Лишил их Бог всякой гибкости - признака живого творения.
А мне и легче - опять стелился путь неизведанный, но прямой, ощущаемо верный. Не отвлекало меня сожаление, что печатанье не состоялось.
Не то - Трифонычу. Для него этот срыв прошел как большое горе. Ведь он поверил уже! он своею отчаянной храбростью как был воодушевлён! - но поглотило его порыв тупое рыхлое тесто. Ему надо же было в эти дни что-то предпринимать, и тянуло делиться со мной, и он слал мне в Рязань телеграммы, что нужен я срочно (кажется - подготовить смягчения). А я - не хотел смягчений, и больше всего ехать не хотел, два часа до Рязани да три часа до Москвы, да как объяснить забывчивому селянину, что под Новый год десять окружных голодных губерний едут в Москву покупать продукты, за билетами очереди, поездка трудна, не поеду я мучиться. Я телеграфировал отказ. Тогда иначе: приехать сразу после Нового года! Да не поеду я и после, когда же работать, измотаешься от этих вызовов! а не поймёт: общая наша борьба, почему же я равнодушен? "Да где он? я вертолёт к нему пошлю?!" Лакшин-Кондратович особенно изволили выйти из себя: "Если набирается вещь, автор обязан жить тут хоть две недели!"
А правильно, что я не поехал: из отдела культуры давили на Трифоныча опять, чтоб хоть смягчённое, да написал я письмо-отречение: "Ему пошли навстречу, напечатали "Ивана Денисовича", а он чем отблагодарил? "Пиром Победителей"?.. - "Не с кем разговаривать", -очень грустно вздыхал Трифоныч моей жене. - Даже не "Корпус" говорят, а - "Раковая крепость"... - И мечтал: "А если б сейчас "Корпус" напечатать - ведь опять бы вся обстановка изменилась в литературе!.. Сколько б мы затем двинули!.."
Прошло ещё дня два, и вот наш разлояльный Трифоныч тоже взялся за письмо! - век писем! - не открытое, правда, письмо, лишь к одному Федину, зато объёмом чуть не в авторский лист, A. T. писал его целых три недели, писал на даче в лучшие рабочие часы, собирая к нему мысли и фразы в чистке снега.

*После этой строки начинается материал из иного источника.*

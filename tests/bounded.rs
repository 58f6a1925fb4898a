//! Bounded-mailbox crowding behavior across real threads.

use std::sync::atomic::{AtomicUsize, Ordering};
use std::sync::Arc;
use std::time::Duration;

use tidings::{
    owner_tid, receive, receive_only, send, send_priority, set_max_mailbox_size, spawn,
    test_utils::init_test_logging, ErrorKind, Handlers, OnCrowding,
};

/// Marker releasing the consumer; priority, so it lands even in a full
/// mailbox.
struct Go;

/// Five sends through a capacity-2 mailbox under Block policy: the
/// producer stalls after two, resumes as the consumer drains, and every
/// message arrives in order.
#[test]
fn block_policy_stalls_producer_until_consumption() {
    init_test_logging();
    tidings::test_phase!("block_policy_stalls_producer_until_consumption");

    let consumer = spawn(|| {
        let owner = owner_tid().expect("owner");
        // Hold off consuming until told; arriving ints stay buffered.
        receive(Handlers::new().on(|_: Go| {})).expect("go marker");
        for _ in 0..5 {
            receive(Handlers::new().on(|n: i32| {
                let _ = send(&owner, n);
            }))
            .expect("consume");
        }
    });
    set_max_mailbox_size(&consumer, 2, OnCrowding::Block);

    let progress = Arc::new(AtomicUsize::new(0));
    {
        let consumer = consumer.clone();
        let progress = Arc::clone(&progress);
        spawn(move || {
            for n in 0..5_i32 {
                send(&consumer, n).expect("producer send");
                progress.fetch_add(1, Ordering::SeqCst);
            }
        });
    }

    // The producer gets exactly two messages in, then blocks.
    while progress.load(Ordering::SeqCst) < 2 {
        std::thread::yield_now();
    }
    std::thread::sleep(Duration::from_millis(50));
    assert_eq!(
        progress.load(Ordering::SeqCst),
        2,
        "third send must block while the mailbox is at capacity"
    );

    // Release the consumer; everything drains in order.
    send_priority(&consumer, Go).expect("go");
    for expected in 0..5_i32 {
        assert_eq!(receive_only::<i32>().expect("relayed"), expected);
    }
    assert_eq!(progress.load(Ordering::SeqCst), 5);
    tidings::test_complete!("block_policy_stalls_producer_until_consumption");
}

/// Fail policy surfaces MailboxFull to the sender instead of blocking.
#[test]
fn fail_policy_reports_full_to_sender() {
    init_test_logging();

    let consumer = spawn(|| {
        // Wait for permission to exit; buffered ints are left untouched.
        receive(Handlers::new().on(|_: Go| {})).expect("go marker");
    });
    set_max_mailbox_size(&consumer, 1, OnCrowding::Fail);

    send(&consumer, 1_i32).expect("first send fits");
    let err = send(&consumer, 2_i32).expect_err("second send overflows");
    assert_eq!(err.kind(), ErrorKind::MailboxFull);
    assert_eq!(err.tid(), Some(&consumer));

    send_priority(&consumer, Go).expect("release consumer");
}

/// Drop policy discards overflow without disturbing the sender.
#[test]
fn drop_policy_discards_overflow() {
    init_test_logging();

    let consumer = spawn(|| {
        let owner = owner_tid().expect("owner");
        receive(Handlers::new().on(|_: Go| {})).expect("go marker");
        let mut seen = Vec::new();
        for _ in 0..2 {
            receive(Handlers::new().on(|n: i32| seen.push(n))).expect("consume survivor");
        }
        let _ = send(&owner, seen);
    });
    set_max_mailbox_size(&consumer, 2, OnCrowding::Drop);

    for n in 0..4_i32 {
        send(&consumer, n).expect("drop policy never fails the sender");
    }
    send_priority(&consumer, Go).expect("go");

    // Only the first two survived; the consumer then drains exactly those.
    assert_eq!(receive_only::<Vec<i32>>().expect("survivors"), vec![0, 1]);
}

/// The custom predicate decides per-send between blocking and dropping.
#[test]
fn custom_policy_consults_predicate() {
    init_test_logging();

    let asked = Arc::new(AtomicUsize::new(0));
    let consumer = spawn(|| {
        receive(Handlers::new().on(|_: Go| {})).expect("go marker");
    });
    {
        let asked = Arc::clone(&asked);
        set_max_mailbox_size(
            &consumer,
            1,
            OnCrowding::Custom(Arc::new(move |_tid| {
                asked.fetch_add(1, Ordering::SeqCst);
                false // drop
            })),
        );
    }

    send(&consumer, 1_i32).expect("fits");
    send(&consumer, 2_i32).expect("dropped by predicate");
    send(&consumer, 3_i32).expect("dropped by predicate");
    assert_eq!(asked.load(Ordering::SeqCst), 2, "predicate asked per overflow");

    send_priority(&consumer, Go).expect("release");
}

А я в Солотче гнал последние доработки "Архипелага", по вечерам балуя слушаньем западного радио, и в феврале с изумлением услышал своё ноябрьское письмо Воронкову - с изумлением, потому что никак не выпустил его из рук, отдельно и смысла не было - а вот так и береги документы в запасе. (Ускользнуло, конечно, у Воронкова, обрезана была дата, как при поспешном фотографировании, но много лет мне будут поминать, что это - я.)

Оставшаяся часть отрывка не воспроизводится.